-- DATA FOR THIS EXERCISE follows --

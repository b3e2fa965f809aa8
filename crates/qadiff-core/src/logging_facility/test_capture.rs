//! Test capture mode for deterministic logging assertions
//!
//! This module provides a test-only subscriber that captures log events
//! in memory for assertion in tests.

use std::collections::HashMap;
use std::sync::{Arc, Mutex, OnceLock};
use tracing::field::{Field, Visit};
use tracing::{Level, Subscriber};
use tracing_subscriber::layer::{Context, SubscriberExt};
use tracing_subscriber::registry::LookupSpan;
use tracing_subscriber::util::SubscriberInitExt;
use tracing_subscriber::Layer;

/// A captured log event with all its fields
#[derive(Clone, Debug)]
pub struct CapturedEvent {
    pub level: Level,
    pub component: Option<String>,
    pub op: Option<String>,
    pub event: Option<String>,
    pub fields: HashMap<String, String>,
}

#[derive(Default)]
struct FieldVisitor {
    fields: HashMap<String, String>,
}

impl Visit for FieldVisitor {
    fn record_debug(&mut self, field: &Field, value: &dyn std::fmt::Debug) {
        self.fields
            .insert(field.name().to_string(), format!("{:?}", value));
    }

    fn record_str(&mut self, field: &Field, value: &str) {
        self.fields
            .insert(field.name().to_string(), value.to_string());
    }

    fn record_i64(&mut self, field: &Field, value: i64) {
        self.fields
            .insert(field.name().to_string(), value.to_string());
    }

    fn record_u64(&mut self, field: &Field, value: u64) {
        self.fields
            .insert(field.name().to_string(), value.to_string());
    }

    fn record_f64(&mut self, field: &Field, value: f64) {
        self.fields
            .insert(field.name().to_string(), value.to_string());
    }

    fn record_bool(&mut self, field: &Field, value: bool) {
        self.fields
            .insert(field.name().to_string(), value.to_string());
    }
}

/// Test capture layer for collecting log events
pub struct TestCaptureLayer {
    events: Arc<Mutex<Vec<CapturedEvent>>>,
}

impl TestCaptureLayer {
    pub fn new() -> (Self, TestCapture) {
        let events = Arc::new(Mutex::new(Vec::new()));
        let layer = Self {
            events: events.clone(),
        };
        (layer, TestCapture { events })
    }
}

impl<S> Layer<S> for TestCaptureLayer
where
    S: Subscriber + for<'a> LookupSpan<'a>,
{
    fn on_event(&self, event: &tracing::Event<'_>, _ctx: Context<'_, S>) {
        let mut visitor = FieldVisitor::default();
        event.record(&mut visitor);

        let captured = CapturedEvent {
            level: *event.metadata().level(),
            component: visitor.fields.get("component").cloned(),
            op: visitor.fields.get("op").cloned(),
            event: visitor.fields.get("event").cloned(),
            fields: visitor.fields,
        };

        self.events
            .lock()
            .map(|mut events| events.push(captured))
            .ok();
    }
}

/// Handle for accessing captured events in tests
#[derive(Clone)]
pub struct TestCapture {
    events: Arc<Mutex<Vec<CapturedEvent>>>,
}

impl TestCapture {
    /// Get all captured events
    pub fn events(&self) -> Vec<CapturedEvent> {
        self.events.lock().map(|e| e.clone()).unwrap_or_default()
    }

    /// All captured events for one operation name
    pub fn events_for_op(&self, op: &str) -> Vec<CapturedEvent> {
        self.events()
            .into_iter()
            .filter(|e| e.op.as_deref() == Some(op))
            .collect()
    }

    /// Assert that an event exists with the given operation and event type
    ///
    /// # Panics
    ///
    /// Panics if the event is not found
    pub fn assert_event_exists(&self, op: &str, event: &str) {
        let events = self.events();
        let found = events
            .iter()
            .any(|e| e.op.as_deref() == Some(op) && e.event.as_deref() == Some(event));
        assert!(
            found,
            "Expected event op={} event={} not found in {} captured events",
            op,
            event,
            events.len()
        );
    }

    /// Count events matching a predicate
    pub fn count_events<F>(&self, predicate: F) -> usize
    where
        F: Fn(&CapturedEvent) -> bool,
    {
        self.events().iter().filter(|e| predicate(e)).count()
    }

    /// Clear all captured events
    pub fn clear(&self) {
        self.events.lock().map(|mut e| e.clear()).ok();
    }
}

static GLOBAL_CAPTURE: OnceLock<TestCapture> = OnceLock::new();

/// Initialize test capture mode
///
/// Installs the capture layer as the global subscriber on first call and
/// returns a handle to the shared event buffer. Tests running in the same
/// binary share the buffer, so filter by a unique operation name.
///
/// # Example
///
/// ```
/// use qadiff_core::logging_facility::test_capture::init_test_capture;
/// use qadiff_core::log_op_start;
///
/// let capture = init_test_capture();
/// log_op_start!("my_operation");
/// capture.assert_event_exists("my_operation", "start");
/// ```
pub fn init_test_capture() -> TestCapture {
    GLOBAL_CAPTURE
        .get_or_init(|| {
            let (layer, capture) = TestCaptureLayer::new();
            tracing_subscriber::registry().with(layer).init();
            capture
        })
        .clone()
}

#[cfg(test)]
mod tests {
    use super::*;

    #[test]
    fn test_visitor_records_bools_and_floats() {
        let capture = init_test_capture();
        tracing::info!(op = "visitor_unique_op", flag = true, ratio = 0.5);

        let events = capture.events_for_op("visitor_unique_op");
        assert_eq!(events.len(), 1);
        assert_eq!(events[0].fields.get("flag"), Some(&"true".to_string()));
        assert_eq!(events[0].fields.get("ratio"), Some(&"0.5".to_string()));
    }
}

-- DATA FOR THIS EXERCISE concluded --

PROMPT —
Would you reproduce the entire listing, keeping every line as it is?

TASK ANSWER —
repository b3e2fa965f809aa8
filename crates/qadiff-core/src/logging_facility/test_capture.rs
//! Test capture mode for deterministic logging assertions
//!
//! This module provides a test-only subscriber that captures log events
//! in memory for assertion in tests.

use std::collections::HashMap;
use std::sync::{Arc, Mutex, OnceLock};
use tracing::field::{Field, Visit};
use tracing::{Level, Subscriber};
use tracing_subscriber::layer::{Context, SubscriberExt};
use tracing_subscriber::registry::LookupSpan;
use tracing_subscriber::util::SubscriberInitExt;
use tracing_subscriber::Layer;

/// A captured log event with all its fields
#[derive(Clone, Debug)]
pub struct CapturedEvent {
    pub level: Level,
    pub component: Option<String>,
    pub op: Option<String>,
    pub event: Option<String>,
    pub fields: HashMap<String, String>,
}

#[derive(Default)]
struct FieldVisitor {
    fields: HashMap<String, String>,
}

impl Visit for FieldVisitor {
    fn record_debug(&mut self, field: &Field, value: &dyn std::fmt::Debug) {
        self.fields
            .insert(field.name().to_string(), format!("{:?}", value));
    }

    fn record_str(&mut self, field: &Field, value: &str) {
        self.fields
            .insert(field.name().to_string(), value.to_string());
    }

    fn record_i64(&mut self, field: &Field, value: i64) {
        self.fields
            .insert(field.name().to_string(), value.to_string());
    }

    fn record_u64(&mut self, field: &Field, value: u64) {
        self.fields
            .insert(field.name().to_string(), value.to_string());
    }

    fn record_f64(&mut self, field: &Field, value: f64) {
        self.fields
            .insert(field.name().to_string(), value.to_string());
    }

    fn record_bool(&mut self, field: &Field, value: bool) {
        self.fields
            .insert(field.name().to_string(), value.to_string());
    }
}

/// Test capture layer for collecting log events
pub struct TestCaptureLayer {
    events: Arc<Mutex<Vec<CapturedEvent>>>,
}

impl TestCaptureLayer {
    pub fn new() -> (Self, TestCapture) {
        let events = Arc::new(Mutex::new(Vec::new()));
        let layer = Self {
            events: events.clone(),
        };
        (layer, TestCapture { events })
    }
}

impl<S> Layer<S> for TestCaptureLayer
where
    S: Subscriber + for<'a> LookupSpan<'a>,
{
    fn on_event(&self, event: &tracing::Event<'_>, _ctx: Context<'_, S>) {
        let mut visitor = FieldVisitor::default();
        event.record(&mut visitor);

        let captured = CapturedEvent {
            level: *event.metadata().level(),
            component: visitor.fields.get("component").cloned(),
            op: visitor.fields.get("op").cloned(),
            event: visitor.fields.get("event").cloned(),
            fields: visitor.fields,
        };

        self.events
            .lock()
            .map(|mut events| events.push(captured))
            .ok();
    }
}

/// Handle for accessing captured events in tests
#[derive(Clone)]
pub struct TestCapture {
    events: Arc<Mutex<Vec<CapturedEvent>>>,
}

impl TestCapture {
    /// Get all captured events
    pub fn events(&self) -> Vec<CapturedEvent> {
        self.events.lock().map(|e| e.clone()).unwrap_or_default()
    }

    /// All captured events for one operation name
    pub fn events_for_op(&self, op: &str) -> Vec<CapturedEvent> {
        self.events()
            .into_iter()
            .filter(|e| e.op.as_deref() == Some(op))
            .collect()
    }

    /// Assert that an event exists with the given operation and event type
    ///
    /// # Panics
    ///
    /// Panics if the event is not found
    pub fn assert_event_exists(&self, op: &str, event: &str) {
        let events = self.events();
        let found = events
            .iter()
            .any(|e| e.op.as_deref() == Some(op) && e.event.as_deref() == Some(event));
        assert!(
            found,
            "Expected event op={} event={} not found in {} captured events",
            op,
            event,
            events.len()
        );
    }

    /// Count events matching a predicate
    pub fn count_events<F>(&self, predicate: F) -> usize
    where
        F: Fn(&CapturedEvent) -> bool,
    {
        self.events().iter().filter(|e| predicate(e)).count()
    }

    /// Clear all captured events
    pub fn clear(&self) {
        self.events.lock().map(|mut e| e.clear()).ok();
    }
}

static GLOBAL_CAPTURE: OnceLock<TestCapture> = OnceLock::new();

/// Initialize test capture mode
///
/// Installs the capture layer as the global subscriber on first call and
/// returns a handle to the shared event buffer. Tests running in the same
/// binary share the buffer, so filter by a unique operation name.
///
/// # Example
///
/// ```
/// use qadiff_core::logging_facility::test_capture::init_test_capture;
/// use qadiff_core::log_op_start;
///
/// let capture = init_test_capture();
/// log_op_start!("my_operation");
/// capture.assert_event_exists("my_operation", "start");
/// ```
pub fn init_test_capture() -> TestCapture {
    GLOBAL_CAPTURE
        .get_or_init(|| {
            let (layer, capture) = TestCaptureLayer::new();
            tracing_subscriber::registry().with(layer).init();
            capture
        })
        .clone()
}

#[cfg(test)]
mod tests {
    use super::*;

    #[test]
    fn test_visitor_records_bools_and_floats() {
        let capture = init_test_capture();
        tracing::info!(op = "visitor_unique_op", flag = true, ratio = 0.5);

        let events = capture.events_for_op("visitor_unique_op");
        assert_eq!(events.len(), 1);
        assert_eq!(events[0].fields.get("flag"), Some(&"true".to_string()));
        assert_eq!(events[0].fields.get("ratio"), Some(&"0.5".to_string()));
    }
}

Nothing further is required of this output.